Além disso, embora o foco imediato do estudo não seja clínico, o modelo pode ter aplicação futura na saúde e na neuropsicologia. O professor André Peres explica que pesquisadores poderão realizar “lesões virtuais” nos neurônios artificiais do algoritmo para simular síndromes neuropsicológicas conhecidas, como a dificuldade de pacientes em reconhecer materiais ou texturas, casos atualmente estudados em Coimbra.
Parceria internacional
De acordo com André Peres, a parceria internacional firmada é fundamental para a execução da pesquisa, pois garante, entre outras coisas, o aporte financeiro necessário e o acesso a equipamentos de última geração. Financiado com quase R$ 1,3 milhão pelo Conselho Nacional de Desenvolvimento Científico e Tecnológico (CNPq), que avaliou o projeto com nota 9,6 (em uma escala de 10), o estudo também recebeu aporte de fundos europeus do ProAction Lab, de Portugal, coordenado pelo professor Jorge Almeida, da Universidade de Coimbra, responsável pelo custeio das horas de uso da máquina de ressonância magnética.
Na UFRN, a iniciativa é conduzida pelo professor André Peres, atualmente vinculado ao PPgBioinfo/IMD por meio do programa Conhecimento Brasil, do Governo Federal.
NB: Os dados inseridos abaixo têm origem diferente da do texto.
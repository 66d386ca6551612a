//! Protocol module - wire format, framing, and frame types.
//!
//! This module implements the reply/command subset used by pub/sub:
//! - Multi-bulk command encoding
//! - Frame buffer for accumulating partial reads
//! - Frame enum with typed accessors

mod frame;
mod frame_buffer;
mod wire_format;

pub use frame::Frame;
pub use frame_buffer::{DecodeLimits, FrameBuffer};
pub use wire_format::{
    commands, encode_command, Command, BULK_TAG, CRLF, DEFAULT_MAX_BULK_LEN,
    DEFAULT_MAX_MULTI_BULK_LEN, INTEGER_TAG, MAX_LINE_LEN, MULTI_BULK_TAG,
};
//! Typed channel handlers.
//!
//! [`JsonHandler`] decodes `message` payloads with [`JsonCodec`] before
//! calling a typed closure. Subscribe/unsubscribe confirmations are not
//! passed through. A payload that fails to decode is logged and skipped
//! rather than closing the connection: the framing is intact, only the
//! application payload is bad.

use std::marker::PhantomData;

use serde::de::DeserializeOwned;

use super::{ChannelHandler, EventKind, Flow, PubSubEvent};
use crate::codec::JsonCodec;

/// Wrapper that deserializes message payloads before calling the handler.
pub struct JsonHandler<F, T>
where
    F: Fn(&str, T) -> Flow + Send + Sync + 'static,
    T: DeserializeOwned + Send + 'static,
{
    handler: F,
    _phantom: PhantomData<fn(T)>,
}

impl<F, T> JsonHandler<F, T>
where
    F: Fn(&str, T) -> Flow + Send + Sync + 'static,
    T: DeserializeOwned + Send + 'static,
{
    /// Create a new typed handler.
    pub fn new(handler: F) -> Self {
        Self {
            handler,
            _phantom: PhantomData,
        }
    }
}

impl<F, T> ChannelHandler for JsonHandler<F, T>
where
    F: Fn(&str, T) -> Flow + Send + Sync + 'static,
    T: DeserializeOwned + Send + 'static,
{
    fn on_event(&self, event: &PubSubEvent) -> Flow {
        if event.kind() != EventKind::Message {
            return Flow::Continue;
        }
        let Some(data) = event.data() else {
            return Flow::Continue;
        };

        match JsonCodec::decode::<T>(data) {
            Ok(value) => (self.handler)(event.channel(), value),
            Err(e) => {
                tracing::warn!(
                    channel = event.channel(),
                    "Dropping undecodable message payload: {}",
                    e
                );
                Flow::Continue
            }
        }
    }
}

/// Build a [`JsonHandler`] from a closure.
pub fn json_handler<F, T>(handler: F) -> JsonHandler<F, T>
where
    F: Fn(&str, T) -> Flow + Send + Sync + 'static,
    T: DeserializeOwned + Send + 'static,
{
    JsonHandler::new(handler)
}

#[cfg(test)]
mod tests {
    use super::*;
    use crate::pubsub::EventPayload;
    use bytes::Bytes;
    use serde::Deserialize;
    use std::sync::{Arc, Mutex};

    #[derive(Deserialize, Debug, PartialEq)]
    struct Note {
        text: String,
    }

    fn event(kind: EventKind, payload: EventPayload) -> PubSubEvent {
        PubSubEvent::new(kind, "notes", payload)
    }

    #[test]
    fn test_decodes_message_payload() {
        let seen = Arc::new(Mutex::new(Vec::new()));
        let sink = seen.clone();
        let handler = json_handler(move |channel: &str, note: Note| {
            sink.lock().unwrap().push((channel.to_string(), note));
            Flow::Stop
        });

        let flow = handler.on_event(&event(
            EventKind::Message,
            EventPayload::Data(Bytes::from_static(br#"{"text":"hi"}"#)),
        ));

        assert_eq!(flow, Flow::Stop);
        let seen = seen.lock().unwrap();
        assert_eq!(seen.len(), 1);
        assert_eq!(seen[0].0, "notes");
        assert_eq!(seen[0].1.text, "hi");
    }

    #[test]
    fn test_skips_confirmations() {
        let handler = json_handler(|_: &str, _: Note| Flow::Stop);
        let flow = handler.on_event(&event(EventKind::Subscribe, EventPayload::Count(1)));
        assert_eq!(flow, Flow::Continue);
    }

    #[test]
    fn test_bad_payload_continues() {
        let handler = json_handler(|_: &str, _: Note| Flow::Stop);
        let flow = handler.on_event(&event(
            EventKind::Message,
            EventPayload::Data(Bytes::from_static(b"not json")),
        ));
        assert_eq!(flow, Flow::Continue);
    }
}
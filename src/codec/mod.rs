//! Codec module - serialization/deserialization for message payloads.
//!
//! The store treats message payloads as opaque bytes. This module provides
//! the codec the chat layer uses to put structured values into them:
//!
//! - [`JsonCodec`] - JSON using `serde_json`
//!
//! Codecs are marker structs with static methods rather than trait objects,
//! so the codec is chosen at compile time.

mod json;

pub use json::JsonCodec;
O trabalho conta ainda com a participação dos professores Renan Moioli e César Rennó, ambos do Centro Multiusuário de Bioinformática (BioME/IMD), e do docente Dráulio de Araújo, do Instituto do Cérebro (ICe/UFRN).
Os experimentos in vivo, que medem a atividade cerebral em voluntários humanos, estão sendo realizados em São Paulo, enquanto a etapa in silico, voltada ao processamento e à modelagem computacional dos dados, será desenvolvida no BioME/IMD, por meio da infraestrutura do Núcleo de Processamento de Alto Desempenho (NPAD/UFRN).
Atualmente, os primeiros testes estão sendo executados em São Paulo, em colaboração com os professores Oswaldo Baffa, Maria Otaduy e Khallil Chaim, da USP. A expectativa é que, após a conclusão dos ajustes técnicos, as coletas com os voluntários, que gerarão os primeiros resultados concretos do estudo, sejam realizadas no começo do próximo ano.